About this exercise
Lift every line from the entries that includes the word "clone".

Working data

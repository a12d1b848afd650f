#![cfg_attr(feature = "fail-on-warnings", deny(warnings))]
#![warn(clippy::all, clippy::pedantic, clippy::nursery, clippy::cargo)]
#![allow(clippy::multiple_crate_versions)]

//! Aggregate store.
//!
//! Opens (or creates) the `SQLite` database holding density aggregates and
//! provides the append-only write path plus the read queries served over
//! HTTP. Uses `switchy_database` for all database operations.

use std::path::Path;

use chrono::{DateTime, SecondsFormat, Utc};
use crowd_monitor_database_models::{AggregateQuery, AggregateRecord, NewAggregate};
use crowd_monitor_density_models::DensityState;
use moosicbox_json_utils::database::ToValue as _;
use switchy_database::{Database, DatabaseValue};
use switchy_database_connection::init_sqlite_rusqlite;

// ---------------------------------------------------------------------------
// Error type
// ---------------------------------------------------------------------------

/// Errors that can occur during aggregate store operations.
#[derive(Debug, thiserror::Error)]
pub enum DbError {
    /// A database query or command failed.
    #[error("Database error: {0}")]
    Database(String),

    /// An I/O operation failed (e.g., creating the database directory).
    #[error("I/O error: {0}")]
    Io(#[from] std::io::Error),

    /// A stored value could not be converted back into its model type.
    #[error("Conversion error: {0}")]
    Conversion(String),

    /// No record matched the request.
    #[error("Not found")]
    NotFound,
}

// ---------------------------------------------------------------------------
// Database lifecycle
// ---------------------------------------------------------------------------

/// Opens (or creates) the aggregate database at the given path and ensures
/// the schema exists.
///
/// # Errors
///
/// Returns [`DbError`] if the database file cannot be created or the schema
/// DDL fails.
pub async fn open_db(path: &Path) -> Result<Box<dyn Database>, DbError> {
    if let Some(parent) = path.parent()
        && !parent.as_os_str().is_empty()
    {
        std::fs::create_dir_all(parent)?;
    }

    let db = init_sqlite_rusqlite(Some(path)).map_err(|e| DbError::Database(e.to_string()))?;

    ensure_schema(db.as_ref()).await?;

    log::debug!("Opened aggregate store at {}", path.display());

    Ok(db)
}

/// Creates the aggregates table and its indexes if they don't already exist.
///
/// # Errors
///
/// Returns [`DbError::Database`] if any DDL statement fails.
pub async fn ensure_schema(db: &dyn Database) -> Result<(), DbError> {
    db.exec_raw(
        "CREATE TABLE IF NOT EXISTS aggregates (
            id INTEGER PRIMARY KEY AUTOINCREMENT,
            district_id TEXT NOT NULL,
            camera_id TEXT NOT NULL,
            timestamp TEXT NOT NULL,
            count INTEGER NOT NULL CHECK (count >= 0),
            density_state TEXT NOT NULL,
            flow_rate REAL
        )",
    )
    .await
    .map_err(|e| DbError::Database(e.to_string()))?;

    db.exec_raw(
        "CREATE INDEX IF NOT EXISTS idx_aggregates_district_timestamp
            ON aggregates (district_id, timestamp)",
    )
    .await
    .map_err(|e| DbError::Database(e.to_string()))?;

    db.exec_raw(
        "CREATE INDEX IF NOT EXISTS idx_aggregates_timestamp
            ON aggregates (timestamp)",
    )
    .await
    .map_err(|e| DbError::Database(e.to_string()))?;

    Ok(())
}

// ---------------------------------------------------------------------------
// Helpers
// ---------------------------------------------------------------------------

/// Formats a timestamp for storage.
///
/// Always microsecond precision with a `Z` suffix, so every stored value has
/// the same width and lexical order matches chronological order.
#[must_use]
pub fn format_timestamp(timestamp: &DateTime<Utc>) -> String {
    timestamp.to_rfc3339_opts(SecondsFormat::Micros, true)
}

fn parse_timestamp(value: &str) -> Result<DateTime<Utc>, DbError> {
    DateTime::parse_from_rfc3339(value)
        .map(|dt| dt.with_timezone(&Utc))
        .map_err(|e| DbError::Conversion(format!("invalid timestamp {value:?}: {e}")))
}

fn opt_f64(value: Option<f64>) -> DatabaseValue {
    value.map_or(DatabaseValue::Null, DatabaseValue::Real64)
}

#[allow(clippy::needless_pass_by_value)]
fn conversion<E: std::fmt::Display>(e: E) -> DbError {
    DbError::Conversion(e.to_string())
}

fn row_to_record(row: &switchy_database::Row) -> Result<AggregateRecord, DbError> {
    let count: i64 = row.to_value("count").map_err(conversion)?;
    let density_state: String = row.to_value("density_state").map_err(conversion)?;
    let timestamp: String = row.to_value("timestamp").map_err(conversion)?;

    Ok(AggregateRecord {
        id: row.to_value("id").map_err(conversion)?,
        district_id: row.to_value("district_id").map_err(conversion)?,
        camera_id: row.to_value("camera_id").map_err(conversion)?,
        timestamp: parse_timestamp(&timestamp)?,
        count: u32::try_from(count)
            .map_err(|_| DbError::Conversion(format!("count out of range: {count}")))?,
        density_state: density_state
            .parse::<DensityState>()
            .map_err(|_| DbError::Conversion(format!("unknown density state {density_state:?}")))?,
        flow_rate: row.to_value("flow_rate").unwrap_or(None),
    })
}

// ---------------------------------------------------------------------------
// Writes
// ---------------------------------------------------------------------------

/// Appends one aggregate and returns it as stored.
///
/// The tier is derived from `count` here, so stored records always satisfy
/// the count to tier mapping.
///
/// # Errors
///
/// Returns [`DbError`] if the insert fails.
pub async fn save(db: &dyn Database, aggregate: &NewAggregate) -> Result<AggregateRecord, DbError> {
    let stored_at = format_timestamp(&aggregate.timestamp.unwrap_or_else(Utc::now));
    let timestamp = parse_timestamp(&stored_at)?;
    let density_state = aggregate.density_state();

    let rows = db
        .query_raw_params(
            "INSERT INTO aggregates (district_id, camera_id, timestamp, count,
                 density_state, flow_rate)
             VALUES (?, ?, ?, ?, ?, ?)
             RETURNING id",
            &[
                DatabaseValue::String(aggregate.district_id.clone()),
                DatabaseValue::String(aggregate.camera_id.clone()),
                DatabaseValue::String(stored_at),
                DatabaseValue::Int64(i64::from(aggregate.count)),
                DatabaseValue::String(density_state.to_string()),
                opt_f64(aggregate.flow_rate),
            ],
        )
        .await
        .map_err(|e| DbError::Database(e.to_string()))?;

    let id = rows
        .first()
        .and_then(|r| r.to_value::<i64>("id").ok())
        .ok_or_else(|| DbError::Database("insert returned no id".to_string()))?;

    Ok(AggregateRecord {
        id,
        district_id: aggregate.district_id.clone(),
        camera_id: aggregate.camera_id.clone(),
        timestamp,
        count: aggregate.count,
        density_state,
        flow_rate: aggregate.flow_rate,
    })
}

// ---------------------------------------------------------------------------
// Reads
// ---------------------------------------------------------------------------

/// Lists aggregates newest first, optionally filtered by district.
///
/// # Errors
///
/// Returns [`DbError`] if the query fails or a row cannot be converted.
pub async fn query(
    db: &dyn Database,
    params: &AggregateQuery,
) -> Result<Vec<AggregateRecord>, DbError> {
    let mut sql = String::from("SELECT * FROM aggregates");
    let mut values = Vec::new();

    if let Some(district_id) = &params.district_id {
        sql.push_str(" WHERE district_id = ?");
        values.push(DatabaseValue::String(district_id.clone()));
    }

    sql.push_str(" ORDER BY timestamp DESC, id DESC LIMIT ?");
    values.push(DatabaseValue::Int64(i64::from(params.limit)));

    let rows = db
        .query_raw_params(&sql, &values)
        .await
        .map_err(|e| DbError::Database(e.to_string()))?;

    rows.iter().map(row_to_record).collect()
}

/// Returns the most recent aggregate for a district.
///
/// # Errors
///
/// Returns [`DbError::NotFound`] if the district has no records, or another
/// [`DbError`] if the query fails.
pub async fn latest(db: &dyn Database, district_id: &str) -> Result<AggregateRecord, DbError> {
    let rows = db
        .query_raw_params(
            "SELECT * FROM aggregates
             WHERE district_id = ?
             ORDER BY timestamp DESC, id DESC
             LIMIT 1",
            &[DatabaseValue::String(district_id.to_string())],
        )
        .await
        .map_err(|e| DbError::Database(e.to_string()))?;

    rows.first().map_or(Err(DbError::NotFound), row_to_record)
}

/// Counts stored aggregates, optionally for one district.
///
/// # Errors
///
/// Returns [`DbError`] if the query fails.
pub async fn count_records(db: &dyn Database, district_id: Option<&str>) -> Result<u64, DbError> {
    let rows = match district_id {
        Some(district_id) => {
            db.query_raw_params(
                "SELECT COUNT(*) AS cnt FROM aggregates WHERE district_id = ?",
                &[DatabaseValue::String(district_id.to_string())],
            )
            .await
        }
        None => {
            db.query_raw_params("SELECT COUNT(*) AS cnt FROM aggregates", &[])
                .await
        }
    }
    .map_err(|e| DbError::Database(e.to_string()))?;

    let count: i64 = rows.first().map_or(0, |r| r.to_value("cnt").unwrap_or(0));
    Ok(u64::try_from(count).unwrap_or(0))
}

Reply to the exercise
                DatabaseValue::String(aggregate.district_id.clone()),
                DatabaseValue::String(aggregate.camera_id.clone()),
        district_id: aggregate.district_id.clone(),
        camera_id: aggregate.camera_id.clone(),
        values.push(DatabaseValue::String(district_id.clone()));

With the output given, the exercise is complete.